A passionately political great-grandmother, who spent her life helping others, will be missed by many.
Wendy Gray died peacefully at home on Monday, May 1, aged 79, after battling cancer for three years.
It is impossible to count the number of people that Wendy has helped in her life. She will be missed by so manyJade Gray, Wendy’s daughter in law
Her daughter, Nicola Chapman, 53, said: “She touched so many people’s lives, it’s unbelievable.”
Jade Gray, Wendy’s daughter in law, described her as ‘an immensely strong lady, hugely generous and quite fiesty’.
Born into a politically active family in Purley in 1938, to a British mother and Swiss father, Wendy spent her formative years in Switzerland before returning to England aged 12 to attend Byculla boarding school in Hampshire.
She trained as a nurse at Sussex County Hospital and retained a ‘great love of nursing’ all her life.
In the 1960s, Wendy inherited from her mother a guest house on Lancing seafront, Mount Hermon, which she transformed into a refuge for female victims of domestic violence – a ‘groundbreaking’ move at a time when this issue was only just coming to the fore.
Jade said: “She offered them love, support and counsel in a safe environment with their children.
“Many of them will remember her support in helping them create a new positive life with homes and employment.”
She ‘never missed a day’ at Mount Hermon, including when it later became a care home and then a dementia care home.
Described by parliamentary candidate Tim Loughton as ‘a great stalwart of the local Conservative Party’, Jade recalls that when Wendy met her political role model Margaret Thatcher at Arundel Castle, she burst into tears with emotion.
Wendy was a member of Adur District Council and became the chairman of Lancing Parish Council, a role she took ‘great pride’ in.
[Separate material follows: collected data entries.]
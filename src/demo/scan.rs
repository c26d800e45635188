//! Directory scanner run as a publish/pull pipeline worker.

use crate::error::Result;
use crate::worker::{Directive, PipelineJob, PipelineWorker};
use serde::{Deserialize, Serialize};
use std::path::{Path, PathBuf};

/// Files are reported in batches of this size.
const BATCH_SIZE: usize = 64;

/// Work arguments of one scan worker.
#[derive(Debug, Clone, PartialEq, Eq, Serialize, Deserialize)]
pub struct ScanArguments {
    pub roots: Vec<PathBuf>,
}

/// A batch of files found by a scan worker.
#[derive(Debug, Clone, PartialEq, Eq, Serialize, Deserialize)]
pub struct ScanBatch {
    pub files: Vec<PathBuf>,
    pub bytes: u64,
}

/// Walks directory trees, reporting regular files in batches.
#[derive(Debug, Default)]
pub struct ScanJob {
    pending: Vec<PathBuf>,
    pending_bytes: u64,
}

impl ScanJob {
    pub fn new() -> Self {
        Self::default()
    }

    fn flush(&mut self, worker: &PipelineWorker) -> Result<()> {
        if self.pending.is_empty() {
            return Ok(());
        }
        let batch = ScanBatch {
            files: std::mem::take(&mut self.pending),
            bytes: std::mem::take(&mut self.pending_bytes),
        };
        worker.send_data(&batch)
    }

    /// Depth-first walk, checking for directives before every entry.
    /// Returns `Directive::Stop` if the worker was stopped.
    fn walk(&mut self, worker: &mut PipelineWorker, dir: &Path) -> Result<Directive> {
        let entries = match std::fs::read_dir(dir) {
            Ok(entries) => entries,
            Err(e) => {
                tracing::warn!(path = %dir.display(), error = %e, "Cannot read directory");
                return Ok(Directive::Continue);
            }
        };
        for entry in entries.flatten() {
            if worker.check_for_controller_directive()? == Directive::Stop {
                return Ok(Directive::Stop);
            }
            let Ok(file_type) = entry.file_type() else {
                continue;
            };
            let path = entry.path();
            if file_type.is_dir() {
                if self.walk(worker, &path)? == Directive::Stop {
                    return Ok(Directive::Stop);
                }
            } else if file_type.is_file() {
                self.pending_bytes += entry.metadata().map(|m| m.len()).unwrap_or(0);
                self.pending.push(path);
                if self.pending.len() >= BATCH_SIZE {
                    self.flush(worker)?;
                }
            }
        }
        Ok(Directive::Continue)
    }
}

impl PipelineJob for ScanJob {
    type Arguments = ScanArguments;

    fn do_work(&mut self, worker: &mut PipelineWorker, arguments: ScanArguments) -> Result<()> {
        for root in &arguments.roots {
            tracing::debug!(worker_id = %worker.worker_id(), root = %root.display(), "Scanning");
            if worker.check_for_controller_directive()? == Directive::Stop
                || self.walk(worker, root)? == Directive::Stop
            {
                return Ok(());
            }
        }
        self.flush(worker)
    }

    fn cleanup_pre_stop(&mut self) {
        self.pending.clear();
        self.pending_bytes = 0;
    }
}

/// Split `roots` into at most `workers` non-empty groups, round robin.
pub fn partition(roots: &[PathBuf], workers: usize) -> Vec<ScanArguments> {
    let groups = workers.clamp(1, roots.len().max(1));
    let mut arguments = vec![ScanArguments { roots: Vec::new() }; groups];
    for (i, root) in roots.iter().enumerate() {
        arguments[i % groups].roots.push(root.clone());
    }
    arguments.retain(|a| !a.roots.is_empty());
    arguments
}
Mr Loughton said: “Lancing has lost a great champion.”
She brought many other local people into politics, he added, as well as initiating community activities and events on Lancing Beach Green, including planting the Lancing rowing boat and refurbishing the bandstand.
Ann Bridges, the current chair of Adur District Council, said Wendy was influential in her joining the Conservatives.
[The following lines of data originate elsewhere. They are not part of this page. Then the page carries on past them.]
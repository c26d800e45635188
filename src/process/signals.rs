//! Exit analysis for worker processes.

use nix::sys::signal::Signal;
use std::os::unix::process::ExitStatusExt;
use std::process::ExitStatus;

/// Reason why a worker process terminated.
#[derive(Debug, Clone, Copy, PartialEq, Eq)]
pub enum TerminationReason {
    /// Normal exit with status code.
    Exited(i32),
    /// Killed by signal.
    Signaled(Signal),
    /// Process is still running.
    StillAlive,
    /// Status could not be interpreted.
    Unknown,
}

impl TerminationReason {
    /// Check if this is a successful exit.
    pub fn is_success(&self) -> bool {
        matches!(self, Self::Exited(0))
    }

    /// Whether the process ended because we signalled it.
    pub fn is_forced(&self) -> bool {
        matches!(self, Self::Signaled(Signal::SIGTERM | Signal::SIGKILL))
    }

    /// Get a human-readable description.
    pub fn description(&self) -> String {
        match self {
            Self::Exited(code) => format!("exited with code {}", code),
            Self::Signaled(sig) => format!("killed by signal {:?}", sig),
            Self::StillAlive => "still running".to_string(),
            Self::Unknown => "unknown reason".to_string(),
        }
    }
}

impl std::fmt::Display for TerminationReason {
    fn fmt(&self, f: &mut std::fmt::Formatter<'_>) -> std::fmt::Result {
        write!(f, "{}", self.description())
    }
}

/// Analyze an `ExitStatus` to determine the termination reason.
pub fn analyze_exit_status(status: ExitStatus) -> TerminationReason {
    if let Some(code) = status.code() {
        return TerminationReason::Exited(code);
    }
    match status.signal().map(Signal::try_from) {
        Some(Ok(signal)) => TerminationReason::Signaled(signal),
        _ => TerminationReason::Unknown,
    }
}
Wendy had two children – Mark Gray, 52, and Nicola Chapman – with her husband Robert Gray.
She also leaves three grandchildren and a great-grandchild, aged five.
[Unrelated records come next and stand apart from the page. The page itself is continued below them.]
//! Forwarding of worker logs to the driving process.
//!
//! Workers publish their records; the driving process collects them and
//! re-emits them through its own subscriber. The collector's info socket
//! understands `CONNECT <port>`, `DISCONNECT <port>` and `STOP`.

pub mod collector;
pub mod publisher;

pub use collector::LogCollector;
pub use publisher::LogPublisher;

const CONNECT: &str = "CONNECT";
const DISCONNECT: &str = "DISCONNECT";
const STOP: &str = "STOP";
“It is impossible to count the number of people that Wendy has helped in her life,” Jade said.
“She will be missed by so many.”
Her funeral, at which she had requested that everybody wears blue, will be held at Worthing Crematorium on Monday, May 22, at 1.40pm
There will also be a stop off outside of Mount Hermon at 1.10pm, where people are invited to gather and pay their respects.